In other words if the initial parameters are taken from the normal distribution then the resulting output of the network, and its derivatives also follow a Gaussian process. We will demonstrate that as the number of neurons in the single hidden layer are sufficiently large then, the initial tangent kernel approaches a deterministic value.
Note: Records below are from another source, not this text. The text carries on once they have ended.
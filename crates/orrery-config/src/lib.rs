//! Configuration system for Orrery.
//!
//! Provides runtime-configurable settings that persist to disk as RON files.
//! Supports CLI overrides via clap, hot-reload detection, and forward/backward
//! compatible serialization.

mod cli;
mod config;
mod error;

pub use cli::CliArgs;
pub use config::{BodyConfig, Config, DebugConfig, MeshConfig, SceneConfig, default_config_dir};
pub use error::ConfigError;
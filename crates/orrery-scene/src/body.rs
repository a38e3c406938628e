//! A renderable body: normalized mesh, optional texture, model matrix.

use glam::{Mat4, Vec3};
use orrery_config::BodyConfig;
use orrery_mesh::{MeshBuffers, MeshError, MeshLoader};
use orrery_texture::{TextureImage, TextureSource, load_texture};

/// Errors that stop a body from loading.
#[derive(Debug, thiserror::Error)]
pub enum SceneError {
    #[error("failed to load mesh for body '{name}': {source}")]
    Mesh {
        name: String,
        #[source]
        source: MeshError,
    },
}

/// Geometry and appearance of one body, plus where it sits in the world.
#[derive(Debug, Clone)]
pub struct RenderBody {
    pub name: String,
    pub mesh: MeshBuffers,
    pub texture: Option<TextureImage>,
    pub model: Mat4,
}

impl RenderBody {
    /// True when the body carries both a texture and UVs to sample it with.
    pub fn is_textured(&self) -> bool {
        self.texture.is_some() && self.mesh.has_uvs()
    }

    /// Origin of the body's local frame in world space.
    pub fn world_position(&self) -> Vec3 {
        self.model.transform_point3(Vec3::ZERO)
    }
}

/// Load a body's mesh and, if configured, its texture.
///
/// A texture that cannot be loaded is not fatal: the body is kept with
/// its positions and normals, its UVs are dropped and it renders
/// untextured.
pub fn load_body(config: &BodyConfig, loader: &MeshLoader) -> Result<RenderBody, SceneError> {
    let loaded = loader.load(&config.mesh).map_err(|source| SceneError::Mesh {
        name: config.name.clone(),
        source,
    })?;
    let mut mesh = loaded.buffers;

    let texture = match &config.texture {
        Some(path) if mesh.has_uvs() => {
            match load_texture(&TextureSource::File(path.clone())) {
                Ok(image) => Some(image),
                Err(err) => {
                    tracing::warn!(body = %config.name, "{err}; rendering untextured");
                    mesh.strip_uvs();
                    None
                }
            }
        }
        Some(path) => {
            tracing::warn!(
                body = %config.name,
                texture = %path.display(),
                "UV generation disabled, ignoring texture"
            );
            None
        }
        None => None,
    };

    Ok(RenderBody {
        name: config.name.clone(),
        mesh,
        texture,
        model: Mat4::IDENTITY,
    })
}
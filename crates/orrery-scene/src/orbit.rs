//! Sun/earth/moon orbital clock.
//!
//! Wall-clock time is scaled by `time_scale` into simulated seconds and
//! then into days. Each angle advances by `TAU * days / period_days` and is
//! kept in `[0, TAU)`.

use std::f32::consts::{FRAC_PI_2, TAU};

use glam::{Mat4, Vec3};
use orrery_config::SceneConfig;

pub const SECONDS_PER_DAY: f32 = 86_400.0;

/// Model matrices for the three named bodies.
#[derive(Debug, Clone, Copy, PartialEq)]
pub struct BodyTransforms {
    pub sun: Mat4,
    pub earth: Mat4,
    pub moon: Mat4,
}

impl BodyTransforms {
    /// Matrix for a body by name, `None` for bodies without orbital motion.
    pub fn for_body(&self, name: &str) -> Option<Mat4> {
        match name {
            "sun" => Some(self.sun),
            "earth" => Some(self.earth),
            "moon" => Some(self.moon),
            _ => None,
        }
    }
}

/// Accumulated angles plus the constants that drive them.
#[derive(Debug, Clone, PartialEq)]
pub struct OrbitalState {
    config: SceneConfig,
    /// Earth's spin about its own (tilted) axis, radians.
    pub earth_rotation: f32,
    /// Earth's position angle around the sun, radians.
    pub earth_orbit: f32,
    /// Moon's position angle around earth, radians.
    pub moon_orbit: f32,
    /// Total simulated days since the start.
    pub elapsed_days: f64,
}

impl OrbitalState {
    pub fn new(config: &SceneConfig) -> Self {
        Self {
            config: config.clone(),
            earth_rotation: 0.0,
            earth_orbit: 0.0,
            moon_orbit: 0.0,
            elapsed_days: 0.0,
        }
    }

    /// Advance by `dt_seconds` of wall time.
    pub fn advance(&mut self, dt_seconds: f32) {
        let days = dt_seconds * self.config.time_scale / SECONDS_PER_DAY;
        self.elapsed_days += f64::from(days);
        self.earth_rotation = step_angle(
            self.earth_rotation,
            days,
            self.config.days_per_earth_rotation,
        );
        self.earth_orbit = step_angle(self.earth_orbit, days, self.config.days_per_earth_year);
        self.moon_orbit = step_angle(self.moon_orbit, days, self.config.days_per_moon_orbit);
    }

    /// Earth's center in world space.
    pub fn earth_position(&self) -> Vec3 {
        let r = self.config.earth_orbit_radius;
        Vec3::new(r * self.earth_orbit.cos(), 0.0, r * self.earth_orbit.sin())
    }

    /// Moon's center in world space.
    pub fn moon_position(&self) -> Vec3 {
        let d = self.config.moon_orbit_distance;
        self.earth_position() + Vec3::new(d * self.moon_orbit.cos(), 0.0, d * self.moon_orbit.sin())
    }

    /// Current model matrices.
    ///
    /// Earth is tilted about X and then spun about its own Y. The moon's Y
    /// rotation keeps the same face toward earth.
    pub fn transforms(&self) -> BodyTransforms {
        let sun = Mat4::from_scale(Vec3::splat(self.config.sun_scale));

        let earth_pos = self.earth_position();
        let earth = Mat4::from_translation(earth_pos)
            * Mat4::from_rotation_x(self.config.axial_tilt_deg.to_radians())
            * Mat4::from_rotation_y(self.earth_rotation);

        let moon_pos = self.moon_position();
        let to_earth = earth_pos - moon_pos;
        // Rotating by θ about Y moves a direction's xz angle by -θ, so
        // local -Z (angle -π/2) lands on the earthward angle.
        let facing = -to_earth.z.atan2(to_earth.x) - FRAC_PI_2;
        let moon = Mat4::from_translation(moon_pos)
            * Mat4::from_scale(Vec3::splat(self.config.moon_scale))
            * Mat4::from_rotation_y(facing);

        BodyTransforms { sun, earth, moon }
    }
}

fn step_angle(angle: f32, days: f32, period_days: f32) -> f32 {
    if period_days <= 0.0 || !period_days.is_finite() {
        return angle;
    }
    (angle + TAU * days / period_days).rem_euclid(TAU)
}
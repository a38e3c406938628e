//! Binary STL codec.
//!
//! ## Binary Layout
//!
//! | Offset | Size | Field |
//! |--------|------|-------|
//! | 0 | 80 | Free-form header (ignored) |
//! | 80 | 4 | Triangle count (`u32`, little-endian) |
//! | 84 | N×50 | Triangle records |
//!
//! Each record is a normal followed by three vertices, every vector being
//! three little-endian `f32`s (12 bytes), then a 2-byte attribute count.

use glam::Vec3;

use crate::error::StlError;
use crate::triangle::Triangle;

const HEADER_LEN: usize = 80;
const PREAMBLE_LEN: usize = HEADER_LEN + 4;
const RECORD_LEN: usize = 50;
const VEC3_LEN: usize = 12;

/// True when `data` is exactly as long as its header's triangle count implies.
pub(crate) fn is_consistent_binary(data: &[u8]) -> bool {
    match declared_count(data) {
        Some(count) => expected_len(count) == Some(data.len()),
        None => false,
    }
}

/// True when `data` is at least as long as its header's triangle count implies.
pub(crate) fn holds_declared_records(data: &[u8]) -> bool {
    declared_count(data)
        .and_then(expected_len)
        .is_some_and(|expected| expected <= data.len())
}

/// Decodes a binary STL buffer.
pub fn parse_binary(data: &[u8]) -> Result<Vec<Triangle>, StlError> {
    let count = declared_count(data).ok_or(StlError::TooShort { actual: data.len() })?;
    let expected = expected_len(count).unwrap_or(usize::MAX);
    if data.len() < expected {
        return Err(StlError::Truncated {
            count,
            expected,
            actual: data.len(),
        });
    }
    if count == 0 {
        return Err(StlError::NoTriangles);
    }
    if data.len() > expected {
        tracing::debug!(
            trailing = data.len() - expected,
            "ignoring trailing bytes after binary STL records"
        );
    }

    let triangles = data[PREAMBLE_LEN..expected]
        .chunks_exact(RECORD_LEN)
        .map(|record| {
            Triangle::new(
                read_vec3(&record[0..]),
                [
                    read_vec3(&record[VEC3_LEN..]),
                    read_vec3(&record[2 * VEC3_LEN..]),
                    read_vec3(&record[3 * VEC3_LEN..]),
                ],
            )
        })
        .collect();
    Ok(triangles)
}

/// Encodes triangles as binary STL with a blank header and zero attributes.
pub fn write_binary_stl(triangles: &[Triangle]) -> Vec<u8> {
    let mut buf = Vec::with_capacity(PREAMBLE_LEN + triangles.len() * RECORD_LEN);
    buf.resize(HEADER_LEN, 0);
    buf.extend_from_slice(&(triangles.len() as u32).to_le_bytes());
    for tri in triangles {
        write_vec3(&mut buf, tri.normal);
        for v in tri.vertices {
            write_vec3(&mut buf, v);
        }
        buf.extend_from_slice(&0u16.to_le_bytes());
    }
    buf
}

fn declared_count(data: &[u8]) -> Option<u32> {
    let bytes = data.get(HEADER_LEN..PREAMBLE_LEN)?;
    Some(u32::from_le_bytes([bytes[0], bytes[1], bytes[2], bytes[3]]))
}

fn expected_len(count: u32) -> Option<usize> {
    (count as usize)
        .checked_mul(RECORD_LEN)?
        .checked_add(PREAMBLE_LEN)
}

fn read_f32(bytes: &[u8]) -> f32 {
    f32::from_le_bytes([bytes[0], bytes[1], bytes[2], bytes[3]])
}

fn read_vec3(bytes: &[u8]) -> Vec3 {
    Vec3::new(read_f32(bytes), read_f32(&bytes[4..]), read_f32(&bytes[8..]))
}

fn write_vec3(buf: &mut Vec<u8>, v: Vec3) {
    for c in v.to_array() {
        buf.extend_from_slice(&c.to_le_bytes());
    }
}
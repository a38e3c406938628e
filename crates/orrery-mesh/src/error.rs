//! Mesh load error types.

use glam::Vec3;
use orrery_stl::StlError;

/// Errors that abort a mesh load.
///
/// Only structural problems are errors. Per-vertex numeric edge cases
/// (zero-length normal sums, zero vectors fed to the UV projection) are
/// recovered in place and reported through [`crate::MeshStats`].
#[derive(Debug, thiserror::Error)]
pub enum MeshError {
    /// The geometry file is missing or malformed.
    #[error("failed to parse mesh: {0}")]
    Parse(#[from] StlError),

    /// The triangle list is empty.
    #[error("mesh has no triangles")]
    EmptyMesh,

    /// A vertex coordinate is NaN or infinite.
    #[error("triangle {triangle} has a non-finite vertex")]
    NonFiniteVertex {
        /// Index of the offending triangle.
        triangle: usize,
    },

    /// All vertices coincide (or the extent is not representable), so no
    /// scale factor can be derived.
    #[error("degenerate geometry: bounding box extent is {extent}")]
    DegenerateGeometry {
        /// Bounding box size per axis.
        extent: Vec3,
    },

    /// The configured normalization target is not a positive finite number.
    #[error("invalid target size {0}")]
    InvalidTargetSize(f32),

    /// Parallel buffers disagree in length.
    #[error(
        "buffer length mismatch: {positions} positions, {normals} normals, {uvs} uvs"
    )]
    LengthMismatch {
        /// Position count.
        positions: usize,
        /// Normal count.
        normals: usize,
        /// UV count.
        uvs: usize,
    },
}
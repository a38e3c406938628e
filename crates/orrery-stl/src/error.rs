use std::path::PathBuf;

/// Errors that can occur while reading or decoding an STL file.
#[derive(Debug, thiserror::Error)]
pub enum StlError {
    /// The file could not be read.
    #[error("failed to read {}: {source}", path.display())]
    Io {
        /// Path that was opened.
        path: PathBuf,
        /// Underlying I/O error.
        #[source]
        source: std::io::Error,
    },
    /// Binary data is shorter than the 84-byte header.
    #[error("binary STL too short for header: {actual} bytes")]
    TooShort {
        /// Actual byte count.
        actual: usize,
    },
    /// Binary data ends before the declared number of triangles.
    #[error("binary STL truncated: {count} triangles need {expected} bytes, got {actual}")]
    Truncated {
        /// Triangle count from the header.
        count: u32,
        /// Byte count the header implies.
        expected: usize,
        /// Actual byte count.
        actual: usize,
    },
    /// ASCII content is not valid UTF-8.
    #[error("ASCII STL is not valid UTF-8")]
    InvalidUtf8(#[source] std::str::Utf8Error),
    /// An ASCII keyword was missing or out of order.
    #[error("line {line}: expected `{expected}`, found `{found}`")]
    UnexpectedToken {
        /// 1-based line number.
        line: usize,
        /// Keyword the grammar requires here.
        expected: &'static str,
        /// What was actually there.
        found: String,
    },
    /// The ASCII content ended inside a facet.
    #[error("unexpected end of ASCII STL, expected `{expected}`")]
    UnexpectedEof {
        /// Keyword the grammar required next.
        expected: &'static str,
    },
    /// A coordinate could not be parsed as a number.
    #[error("line {line}: invalid number `{token}`")]
    InvalidNumber {
        /// 1-based line number.
        line: usize,
        /// Offending token.
        token: String,
    },
    /// The file decoded cleanly but holds no triangles.
    #[error("STL contains no triangles")]
    NoTriangles,
}
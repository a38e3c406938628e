//! Triangle-soup decoding for STL geometry files.
//!
//! Both the binary and ASCII flavors are supported. The output is an
//! unindexed list of [`Triangle`]s; shared corners are stored once per
//! triangle, exactly as in the file.

mod ascii;
mod binary;
mod error;
mod triangle;

pub use ascii::parse_ascii;
pub use binary::{parse_binary, write_binary_stl};
pub use error::StlError;
pub use triangle::{Triangle, face_normal};

use std::path::Path;

/// Reads and decodes an STL file in a single synchronous whole-file read.
pub fn parse_stl(path: impl AsRef<Path>) -> Result<Vec<Triangle>, StlError> {
    let path = path.as_ref();
    let data = std::fs::read(path).map_err(|source| StlError::Io {
        path: path.to_path_buf(),
        source,
    })?;
    let triangles = parse_stl_bytes(&data)?;
    tracing::debug!(
        path = %path.display(),
        bytes = data.len(),
        triangles = triangles.len(),
        "decoded STL"
    );
    Ok(triangles)
}

/// Decodes STL content already in memory, detecting binary vs ASCII.
///
/// A buffer whose length matches the binary header's triangle count is
/// binary even if it starts with `solid` (many exporters write that into
/// the 80-byte header). Otherwise a leading `solid` keyword selects ASCII;
/// if that fails and the buffer still holds every declared binary record,
/// it is decoded as binary with trailing bytes.
pub fn parse_stl_bytes(data: &[u8]) -> Result<Vec<Triangle>, StlError> {
    if binary::is_consistent_binary(data) {
        return parse_binary(data);
    }
    if looks_like_ascii(data) {
        return parse_ascii(data).or_else(|err| {
            if binary::holds_declared_records(data) {
                tracing::debug!("not ASCII ({err}), decoding as binary");
                parse_binary(data)
            } else {
                Err(err)
            }
        });
    }
    parse_binary(data)
}

fn looks_like_ascii(data: &[u8]) -> bool {
    let start = data
        .iter()
        .position(|b| !b.is_ascii_whitespace())
        .unwrap_or(data.len());
    data[start..]
        .get(..5)
        .is_some_and(|head| head.eq_ignore_ascii_case(b"solid"))
}
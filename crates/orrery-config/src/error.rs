//! Configuration error types.

/// Errors that can occur when loading, saving, or parsing configuration.
#[derive(Debug, thiserror::Error)]
pub enum ConfigError {
    /// Failed to read the config file from disk.
    #[error("failed to read config: {0}")]
    ReadError(#[source] std::io::Error),

    /// Failed to write the config file to disk.
    #[error("failed to write config: {0}")]
    WriteError(#[source] std::io::Error),

    /// Failed to parse RON content.
    #[error("failed to parse config: {0}")]
    ParseError(#[source] ron::error::SpannedError),

    /// Failed to serialize config to RON.
    #[error("failed to serialize config: {0}")]
    SerializeError(#[source] ron::Error),

    /// No platform config directory could be resolved.
    #[error("no config directory available on this platform")]
    NoConfigDir,
}
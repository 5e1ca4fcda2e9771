// SPDX-License-Identifier: AGPL-3.0-or-later
// © 2025 Ryo ∴ SpiralArchitect (kishkavsesvit@icloud.com)
// Part of SpiralTorch — Licensed under AGPL-3.0-or-later.
// Unauthorized derivative works or closed redistribution prohibited under AGPL §13.

use rayon::prelude::*;
use st_nn::{Embedding, Parameter, Parameterised, UniformInit};
use st_tensor::{backend, PureResult, Tensor};
use tracing::debug;

use crate::batch::{SessionBatch, SessionSample};
use crate::config::SessionGraphConfig;
use crate::error::SessionResult;
use crate::metrics::top_k_indices;
use crate::propagation::{GatedGraphPropagation, PropagationTrace};
use crate::readout::{DualAttentionReadout, ReadoutTrace};
use crate::scoring;

/// Session-graph recommender: shared item table, gated propagation, dual
/// attention readout and dot-product scoring.
#[derive(Debug)]
pub struct SessionGraph {
    config: SessionGraphConfig,
    embedding: Embedding,
    propagation: GatedGraphPropagation,
    readout: DualAttentionReadout,
}

#[derive(Debug, Clone)]
struct SessionForward {
    items: Vec<usize>,
    alias: Vec<usize>,
    propagation: PropagationTrace,
    readout: ReadoutTrace,
    fused: Tensor,
}

/// Everything [`SessionGraph::backward_batch`] needs from a forward pass.
#[derive(Debug, Clone)]
pub struct BatchTrace {
    sessions: Vec<SessionForward>,
    fused: Tensor,
}

impl BatchTrace {
    /// `(batch, hidden)` fused session vectors fed to the scorer.
    pub fn fused(&self) -> &Tensor {
        &self.fused
    }
}

impl SessionGraph {
    /// Builds the model with every weight drawn from `U(-1/sqrt(d), 1/sqrt(d))`.
    pub fn new(config: &SessionGraphConfig) -> SessionResult<Self> {
        config.validate()?;
        let hidden = config.hidden_size;
        let mut init = UniformInit::for_hidden(hidden, config.seed)?;
        let embedding = Embedding::new("session::embedding", config.n_node, hidden, &mut init)?;
        let propagation =
            GatedGraphPropagation::new("session::propagation", hidden, config.step, &mut init)?;
        let readout = DualAttentionReadout::new("session::readout", hidden, &mut init)?;
        let model = Self {
            config: config.clone(),
            embedding,
            propagation,
            readout,
        };
        debug!(
            n_node = config.n_node,
            hidden,
            step = config.step,
            parameters = model.parameter_count()?,
            "session graph initialised"
        );
        Ok(model)
    }

    pub fn config(&self) -> &SessionGraphConfig {
        &self.config
    }

    pub fn n_node(&self) -> usize {
        self.config.n_node
    }

    pub fn hidden_size(&self) -> usize {
        self.config.hidden_size
    }

    pub fn embedding(&self) -> &Embedding {
        &self.embedding
    }

    pub fn propagation(&self) -> &GatedGraphPropagation {
        &self.propagation
    }

    pub fn readout(&self) -> &DualAttentionReadout {
        &self.readout
    }

    fn forward_session(&self, session: &SessionSample) -> PureResult<SessionForward> {
        let initial = self.embedding.lookup(&session.items)?;
        let (propagated, propagation) = self
            .propagation
            .forward_traced(&session.adjacency, &initial)?;
        let u_l = initial.gather_rows(&session.alias)?;
        let u_s = propagated.gather_rows(&session.alias)?;
        let (fused, readout) = self
            .readout
            .forward_traced(&u_l, &u_s, &session.mask_weights())?;
        Ok(SessionForward {
            items: session.items.clone(),
            alias: session.alias.clone(),
            propagation,
            readout,
            fused,
        })
    }

    /// Scores every candidate for every session and keeps the trace for a
    /// backward pass. Returns `(batch, n_node - 1)` logits.
    pub fn forward_batch(&self, batch: &SessionBatch) -> SessionResult<(Tensor, BatchTrace)> {
        batch.check_catalogue(self.n_node())?;
        let sessions: Vec<SessionForward> = if backend::active().is_parallel() {
            batch
                .sessions()
                .par_iter()
                .map(|session| self.forward_session(session))
                .collect::<PureResult<_>>()?
        } else {
            batch
                .sessions()
                .iter()
                .map(|session| self.forward_session(session))
                .collect::<PureResult<_>>()?
        };
        let rows: Vec<Tensor> = sessions.iter().map(|s| s.fused.clone()).collect();
        let fused = Tensor::cat_rows(&rows)?;
        let scores = scoring::score(&fused, self.embedding.weight().value())?;
        Ok((scores, BatchTrace { sessions, fused }))
    }

    /// Logits only.
    pub fn scores(&self, batch: &SessionBatch) -> SessionResult<Tensor> {
        self.forward_batch(batch).map(|(scores, _)| scores)
    }

    /// Accumulates gradients for every parameter from `d loss / d scores`.
    pub fn backward_batch(&mut self, trace: &BatchTrace, grad_scores: &Tensor) -> SessionResult<()> {
        let grads = scoring::score_backward(&trace.fused, self.embedding.weight().value(), grad_scores)?;
        let candidate_ids: Vec<usize> = (1..self.n_node()).collect();
        self.embedding.accumulate(&candidate_ids, &grads.candidates)?;

        for (index, session) in trace.sessions.iter().enumerate() {
            let grad_fused = grads.session.slice_rows(index, index + 1)?;
            let (grad_u_l, grad_u_s) = self.readout.backward(&session.readout, &grad_fused)?;
            let (nodes, hidden) = (session.items.len(), self.hidden_size());
            let mut grad_propagated = Tensor::zeros(nodes, hidden)?;
            grad_propagated.scatter_add_rows(&session.alias, &grad_u_s)?;
            let mut grad_initial = self
                .propagation
                .backward(&session.propagation, &grad_propagated)?;
            grad_initial.scatter_add_rows(&session.alias, &grad_u_l)?;
            self.embedding.accumulate(&session.items, &grad_initial)?;
        }
        Ok(())
    }

    /// Top `k` 1-indexed item ids per session, best first. `k` is clamped to
    /// the candidate count.
    pub fn predict_top_k(&self, batch: &SessionBatch, k: usize) -> SessionResult<Vec<Vec<usize>>> {
        let scores = self.scores(batch)?;
        let k = k.min(self.config.candidates());
        Ok(scores
            .data()
            .chunks(scores.cols())
            .map(|row| top_k_indices(row, k).into_iter().map(|idx| idx + 1).collect())
            .collect())
    }
}

impl Parameterised for SessionGraph {
    fn visit_parameters(
        &self,
        visitor: &mut dyn FnMut(&Parameter) -> PureResult<()>,
    ) -> PureResult<()> {
        self.embedding.visit_parameters(visitor)?;
        self.propagation.visit_parameters(visitor)?;
        self.readout.visit_parameters(visitor)
    }

    fn visit_parameters_mut(
        &mut self,
        visitor: &mut dyn FnMut(&mut Parameter) -> PureResult<()>,
    ) -> PureResult<()> {
        self.embedding.visit_parameters_mut(visitor)?;
        self.propagation.visit_parameters_mut(visitor)?;
        self.readout.visit_parameters_mut(visitor)
    }
}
Firstly, let us consider the derivatives of the output of the network and the spatial derivative of the output of the network with respect to the parameters of the network. For $t=0,1$, we have

$$\begin{aligned} \frac{\partial N_{x}\left( x ,\Theta \right) }{\partial W_{tk}}&= (2x-a-b)\frac{\partial \mathcal {N}\left( x ,\Theta \right) }{\partial W_{tk}}+(x-a)(x-b)\frac{\partial \mathcal {N}_{x}\left( x, \Theta \right) }{\partial W_{tk}}, \end{aligned}$$

(41)

$$\begin{aligned} \frac{\partial N_{x}\left( x ,\Theta \right) }{\partial b_{tk}}&=(2x-a-b)\frac{\partial \mathcal {N}\left( x ,\Theta \right) }{\partial b_{tk}}+(x-a)(x-b)\frac{\partial \mathcal {N}_{x}\left( x, \Theta \right) }{\partial b_{tk}} , \end{aligned}$$

(42)

$$\begin{aligned} \frac{\partial N_{xx}\left( x ,\Theta \right) }{\partial W_{tk}}&=2\frac{\partial \mathcal {N}\left( x , \Theta \right) }{\partial W_{tk}} + 2(2x-a-b)\frac{\partial \mathcal {N}_{x}\left( x ,\Theta \right) }{\partial W_{tk}} \nonumber \\&\quad +(x-a)(x-b)\frac{\partial \mathcal {N}_{xx}\left( x, \Theta \right) }{\partial W_{tk}}, \end{aligned}$$

(43)

$$\begin{aligned} \frac{\partial N_{xx}\left( x, \Theta \right) }{\partial b_{tk}}&=2\frac{\partial \mathcal {N}\left( x , \Theta \right) }{\partial b_{tk}} + 2(2x-a-b)\frac{\partial \mathcal {N}_{x}\left( x ,\Theta \right) }{\partial b_{tk}} \nonumber \\&\quad +(x-a)(x-b)\frac{\partial \mathcal {N}_{xx}\left( x, \Theta \right) }{\partial b_{tk}}, \end{aligned}$$

(44)

$$\begin{aligned} \frac{\partial N_{xxx}\left( x ,\Theta \right) }{\partial W_{tk}}&=6\frac{\partial \mathcal {N}_{x}\left( x , \Theta \right) }{\partial W_{tk}} + 3(2x-a-b)\frac{\partial \mathcal {N}_{xx}\left( x ,\Theta \right) }{\partial W_{tk}} \nonumber \\&\quad +(x-a)(x-b)\frac{\partial \mathcal {N}_{xxx}\left( x, \Theta \right) }{\partial W_{tk}}, \end{aligned}$$

(45)

$$\begin{aligned} \frac{\partial N_{xxx}\left( x, \Theta \right) }{\partial b_{tk}}&=6\frac{\partial \mathcal {N}_{x}\left( x , \Theta \right) }{\partial b_{tk}} + 3(2x-a-b)\frac{\partial \mathcal {N}_{xx}\left( x ,\Theta \right) }{\partial b_{tk}} \nonumber \\&\quad +(x-a)(x-b)\frac{\partial N^{\prime \prime \prime }_{1}\left( x, \Theta \right) }{\partial b_{tk}}. \end{aligned}$$

(46)

where $\mathcal {N}_{x}$, $\mathcal {N}_{xx}$ and $\mathcal {N}_{xxx}$ are defined in Eqs. (35)–(37). The derivatives of the output $\mathcal {N}$ of the network and the derivatives of the spatial derivatives $\mathcal {N}_{x}$, $\mathcal {N}_{xx}$ and $\mathcal {N}_{xxx}$ of the network with respect to the parameters of the network are given in Appendix A. After that, we may update the weights and biases in the gradient descent iterative method using the above-provided derivatives for the backpropagation technique.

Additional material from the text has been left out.